About this task:
Within the records below, reproduce without change the lines from the line that has "queued input events." through the line that has "pub fn select(&self, text: &str)", and only those.

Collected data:
↓
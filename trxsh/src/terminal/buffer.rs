use super::{offset, CursorPosition, Key, KeyEvent, Terminal, TerminalEvent, TerminalSize};
use async_trait::async_trait;
use std::collections::VecDeque;
use std::sync::{Mutex, MutexGuard, PoisonError};

#[derive(Debug, Default)]
struct BufferState {
    output: String,
    errors: String,
    clears: usize,
    cursor: CursorPosition,
    events: VecDeque<TerminalEvent>,
    selection: String,
}

/// Headless terminal that records output and replays queued input events.
///
/// Used by hosts without a display and throughout the tests. Input is closed
/// once the queue is drained.
#[derive(Debug, Default)]
pub struct BufferTerminal {
    state: Mutex<BufferState>,
    size: TerminalSize,
}

impl BufferTerminal {
    #[must_use]
    pub fn new() -> Self {
        Self::default()
    }

    #[must_use]
    pub fn with_size(cols: u16, rows: u16) -> Self {
        Self {
            state: Mutex::default(),
            size: TerminalSize { cols, rows },
        }
    }

    fn state(&self) -> MutexGuard<'_, BufferState> {
        self.state.lock().unwrap_or_else(PoisonError::into_inner)
    }

    /// Everything written since creation (or the last `take_output`).
    #[must_use]
    pub fn output(&self) -> String {
        self.state().output.clone()
    }

    pub fn take_output(&self) -> String {
        std::mem::take(&mut self.state().output)
    }

    /// Everything written through `write_error`.
    #[must_use]
    pub fn errors(&self) -> String {
        self.state().errors.clone()
    }

    /// Number of `clear` calls received.
    #[must_use]
    pub fn clear_count(&self) -> usize {
        self.state().clears
    }

    pub fn select(&self, text: &str) {
        self.state().selection = text.to_string();
    }

    pub fn push_event(&self, event: TerminalEvent) {
        self.state().events.push_back(event);
    }

    pub fn push_key(&self, event: KeyEvent) {
        self.push_event(TerminalEvent::Key(event));
    }

    /// Queue one key event per character.
    pub fn push_keys(&self, text: &str) {
        for c in text.chars() {
            self.push_key(KeyEvent::plain(Key::Char(c)));
        }
    }

    /// Queue the characters of `text` followed by Enter.
    pub fn push_line(&self, text: &str) {
        self.push_keys(text);
        self.push_key(KeyEvent::plain(Key::Enter));
    }

    pub fn push_paste(&self, text: &str) {
        self.push_event(TerminalEvent::Data(text.to_string()));
    }
}

#[async_trait]
impl Terminal for BufferTerminal {
    fn write(&self, text: &str) {
        let mut state = self.state();
        state.output.push_str(text);
        for c in text.chars() {
            match c {
                '\n' => {
                    state.cursor.x = 0;
                    state.cursor.y = offset(state.cursor.y, 1, self.size.rows);
                }
                '\r' => state.cursor.x = 0,
                _ => state.cursor.x = offset(state.cursor.x, 1, self.size.cols),
            }
        }
    }

    fn write_error(&self, text: &str) {
        self.state().errors.push_str(text);
    }

    fn clear(&self) {
        let mut state = self.state();
        state.clears += 1;
        state.cursor = CursorPosition::default();
    }

    fn clear_line(&self) {
        self.state().cursor.x = 0;
    }

    fn move_to(&self, x: u16, y: u16) {
        self.state().cursor = CursorPosition {
            x: x.min(self.size.cols.saturating_sub(1)),
            y: y.min(self.size.rows.saturating_sub(1)),
        };
    }

    fn move_by(&self, dx: i32, dy: i32) {
        let mut state = self.state();
        state.cursor.x = offset(state.cursor.x, dx, self.size.cols);
        state.cursor.y = offset(state.cursor.y, dy, self.size.rows);
    }

    fn cursor(&self) -> CursorPosition {
        self.state().cursor
    }

    fn size(&self) -> TerminalSize {
        self.size
    }

    async fn next_event(&self) -> Option<TerminalEvent> {
        self.state().events.pop_front()
    }

    fn has_pending_input(&self) -> bool {
        !self.state().events.is_empty()
    }

    fn has_selection(&self) -> bool {
        !self.state().selection.is_empty()
    }

    fn selection(&self) -> String {
        self.state().selection.clone()
    }

    fn clear_selection(&self) {
        self.state().selection.clear();
    }
}

#[cfg(test)]
mod tests {
    use super::*;

    #[test]
    fn test_records_output_and_cursor() {
        let term = BufferTerminal::new();
        term.write("ab");
        term.writeln("c");
        term.write("d");
        assert_eq!(term.output(), "abc\nd");
        assert_eq!(term.cursor(), CursorPosition { x: 1, y: 1 });
    }

    #[test]
    fn test_move_clamps_to_size() {
        let term = BufferTerminal::with_size(10, 5);
        term.move_to(50, 50);
        assert_eq!(term.cursor(), CursorPosition { x: 9, y: 4 });
        term.move_by(-20, -1);
        assert_eq!(term.cursor(), CursorPosition { x: 0, y: 3 });
    }

    #[tokio::test]
    async fn test_event_queue_drains() {
        let term = BufferTerminal::new();
        term.push_line("x");
        assert!(term.has_pending_input());
        assert_eq!(
            term.next_event().await,
            Some(TerminalEvent::Key(KeyEvent::plain(Key::Char('x'))))
        );
        assert_eq!(
            term.next_event().await,
            Some(TerminalEvent::Key(KeyEvent::plain(Key::Enter)))
        );
        assert_eq!(term.next_event().await, None);
        assert!(!term.has_pending_input());
    }
}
↑
Result:
/// Headless terminal that records output and replays queued input events.
///
/// Used by hosts without a display and throughout the tests. Input is closed
/// once the queue is drained.
#[derive(Debug, Default)]
pub struct BufferTerminal {
    state: Mutex<BufferState>,
    size: TerminalSize,
}

impl BufferTerminal {
    #[must_use]
    pub fn new() -> Self {
        Self::default()
    }

    #[must_use]
    pub fn with_size(cols: u16, rows: u16) -> Self {
        Self {
            state: Mutex::default(),
            size: TerminalSize { cols, rows },
        }
    }

    fn state(&self) -> MutexGuard<'_, BufferState> {
        self.state.lock().unwrap_or_else(PoisonError::into_inner)
    }

    /// Everything written since creation (or the last `take_output`).
    #[must_use]
    pub fn output(&self) -> String {
        self.state().output.clone()
    }

    pub fn take_output(&self) -> String {
        std::mem::take(&mut self.state().output)
    }

    /// Everything written through `write_error`.
    #[must_use]
    pub fn errors(&self) -> String {
        self.state().errors.clone()
    }

    /// Number of `clear` calls received.
    #[must_use]
    pub fn clear_count(&self) -> usize {
        self.state().clears
    }

    pub fn select(&self, text: &str) {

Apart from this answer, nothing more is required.